◆ **Input for this task**:
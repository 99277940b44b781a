//! Core data structures: build configuration, flag mappings, toolchain
//! environment and the per-run report.

use serde::{Deserialize, Serialize};
use std::fmt;
use std::path::PathBuf;
use std::time::Duration;

/// SDK selection policy applied to the matching lines of the SDK listing.
#[derive(Debug, Clone, Copy, PartialEq, Eq, Default, Serialize, Deserialize, clap::ValueEnum)]
#[serde(rename_all = "kebab-case")]
pub enum SdkSelection {
    /// Last matching line wins. Assumes the listing tool prints SDKs in
    /// ascending version order.
    #[default]
    LastListed,
    /// Highest dotted version at the end of the SDK identifier wins.
    /// Identifiers without a parseable version rank below every versioned
    /// one; among ties the later listed line wins.
    HighestVersion,
}

impl SdkSelection {
    pub fn as_str(&self) -> &'static str {
        match self {
            SdkSelection::LastListed => "last-listed",
            SdkSelection::HighestVersion => "highest-version",
        }
    }
}

impl fmt::Display for SdkSelection {
    fn fmt(&self, f: &mut fmt::Formatter<'_>) -> fmt::Result {
        f.write_str(self.as_str())
    }
}

/// Ordered flag name -> value mapping rendered as `-D<KEY>=<VALUE>` tokens.
///
/// Iteration follows insertion order. Inserting an existing key replaces
/// its value without moving it.
#[derive(Debug, Clone, Default, PartialEq, Eq, Serialize, Deserialize)]
pub struct FlagMap {
    entries: Vec<(String, String)>,
}

impl FlagMap {
    pub fn new() -> Self {
        Self::default()
    }

    pub fn insert(&mut self, key: impl Into<String>, value: impl ToString) {
        let key = key.into();
        let value = value.to_string();
        match self.entries.iter_mut().find(|(k, _)| *k == key) {
            Some(entry) => entry.1 = value,
            None => self.entries.push((key, value)),
        }
    }

    /// Builder-style insert.
    pub fn with(mut self, key: impl Into<String>, value: impl ToString) -> Self {
        self.insert(key, value);
        self
    }

    pub fn get(&self, key: &str) -> Option<&str> {
        self.entries
            .iter()
            .find(|(k, _)| k == key)
            .map(|(_, v)| v.as_str())
    }

    /// Append every entry of `other`, replacing values of keys already present.
    pub fn extend_from(&mut self, other: &FlagMap) {
        for (k, v) in other.iter() {
            self.insert(k, v);
        }
    }

    pub fn iter(&self) -> impl Iterator<Item = (&str, &str)> {
        self.entries.iter().map(|(k, v)| (k.as_str(), v.as_str()))
    }

    pub fn len(&self) -> usize {
        self.entries.len()
    }

    pub fn is_empty(&self) -> bool {
        self.entries.is_empty()
    }
}

impl<K: Into<String>, V: ToString> FromIterator<(K, V)> for FlagMap {
    fn from_iter<I: IntoIterator<Item = (K, V)>>(iter: I) -> Self {
        let mut map = FlagMap::new();
        for (k, v) in iter {
            map.insert(k, v);
        }
        map
    }
}

/// Immutable configuration for one invocation.
#[derive(Debug, Clone, PartialEq, Eq, Serialize, Deserialize)]
pub struct BuildConfig {
    /// Root every relative path was resolved against
    pub base_dir: PathBuf,
    /// Ceres Solver source checkout handed to cmake
    pub source_dir: PathBuf,
    /// Eigen headers, passed as EIGEN_INCLUDE_DIR
    pub eigen_include_dir: PathBuf,
    /// Wiped and recreated on every run
    pub build_dir: PathBuf,
    /// CMAKE_INSTALL_PREFIX, created on install if missing
    pub install_dir: PathBuf,
    /// CMake cross-compilation toolchain file (opaque)
    pub toolchain_file: PathBuf,
    pub archs: Vec<String>,
    pub min_os_version: String,
    /// Substring matched against `xcodebuild -showsdks` lines
    pub sdk_platform: String,
    pub sdk_selection: SdkSelection,
    /// Compiler defines appended after EIGEN_INCLUDE_DIR
    pub compiler_defines: FlagMap,
    pub install: bool,
    /// Attach CC/CXX/CFLAGS/CXXFLAGS/LDFLAGS to build subprocesses
    pub inject_toolchain_env: bool,
}

/// Toolchain environment handed to child processes.
///
/// Replaces mutation of the orchestrator's own process environment.
#[derive(Debug, Clone, PartialEq, Eq, Serialize, Deserialize)]
pub struct ToolchainEnv {
    pub cc: PathBuf,
    pub cxx: PathBuf,
    /// Shared value of CFLAGS, CXXFLAGS and LDFLAGS
    pub flags: String,
}

impl ToolchainEnv {
    /// Environment pairs in a fixed order.
    pub fn vars(&self) -> Vec<(String, String)> {
        vec![
            ("CC".to_string(), self.cc.to_string_lossy().into_owned()),
            ("CXX".to_string(), self.cxx.to_string_lossy().into_owned()),
            ("CFLAGS".to_string(), self.flags.clone()),
            ("CXXFLAGS".to_string(), self.flags.clone()),
            ("LDFLAGS".to_string(), self.flags.clone()),
        ]
    }
}

/// Summary of a successful run.
#[derive(Debug, Clone, PartialEq, Eq)]
pub struct BuildReport {
    pub phases_completed: Vec<crate::orchestrator::BuildPhaseState>,
    pub sdk_path: Option<PathBuf>,
    pub installed: bool,
    pub elapsed: Duration,
}

#[cfg(test)]
mod tests {
    use super::*;

    #[test]
    fn test_flag_map_preserves_insertion_order() {
        let map = FlagMap::new().with("Z", 1).with("A", 2).with("M", 3);
        let keys: Vec<&str> = map.iter().map(|(k, _)| k).collect();
        assert_eq!(keys, vec!["Z", "A", "M"]);
    }

    #[test]
    fn test_flag_map_reinsert_replaces_in_place() {
        let mut map = FlagMap::new().with("A", 1).with("B", 2);
        map.insert("A", "x");
        assert_eq!(map.len(), 2);
        assert_eq!(map.get("A"), Some("x"));
        assert_eq!(map.iter().next(), Some(("A", "x")));
    }

    #[test]
    fn test_toolchain_env_vars_share_flags() {
        let env = ToolchainEnv {
            cc: PathBuf::from("/tc/clang"),
            cxx: PathBuf::from("/tc/clang++"),
            flags: "-arch armv7".to_string(),
        };
        let vars = env.vars();
        assert_eq!(vars.len(), 5);
        assert_eq!(vars[0], ("CC".to_string(), "/tc/clang".to_string()));
        assert!(vars[2..].iter().all(|(_, v)| v == "-arch armv7"));
    }

    #[test]
    fn test_sdk_selection_default_is_last_listed() {
        assert_eq!(SdkSelection::default(), SdkSelection::LastListed);
        assert_eq!(SdkSelection::HighestVersion.to_string(), "highest-version");
    }
}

◆ **Task objective**: Using the listing above, copy exactly the line that contains "self.insert(key, value);", the line that contains "map.insert(k, v);", and each line that falls between them.

◆ **Solution to the problem**:
        self.insert(key, value);
        self
    }

    pub fn get(&self, key: &str) -> Option<&str> {
        self.entries
            .iter()
            .find(|(k, _)| k == key)
            .map(|(_, v)| v.as_str())
    }

    /// Append every entry of `other`, replacing values of keys already present.
    pub fn extend_from(&mut self, other: &FlagMap) {
        for (k, v) in other.iter() {
            self.insert(k, v);
        }
    }

    pub fn iter(&self) -> impl Iterator<Item = (&str, &str)> {
        self.entries.iter().map(|(k, v)| (k.as_str(), v.as_str()))
    }

    pub fn len(&self) -> usize {
        self.entries.len()
    }

    pub fn is_empty(&self) -> bool {
        self.entries.is_empty()
    }
}

impl<K: Into<String>, V: ToString> FromIterator<(K, V)> for FlagMap {
    fn from_iter<I: IntoIterator<Item = (K, V)>>(iter: I) -> Self {
        let mut map = FlagMap::new();
        for (k, v) in iter {
            map.insert(k, v);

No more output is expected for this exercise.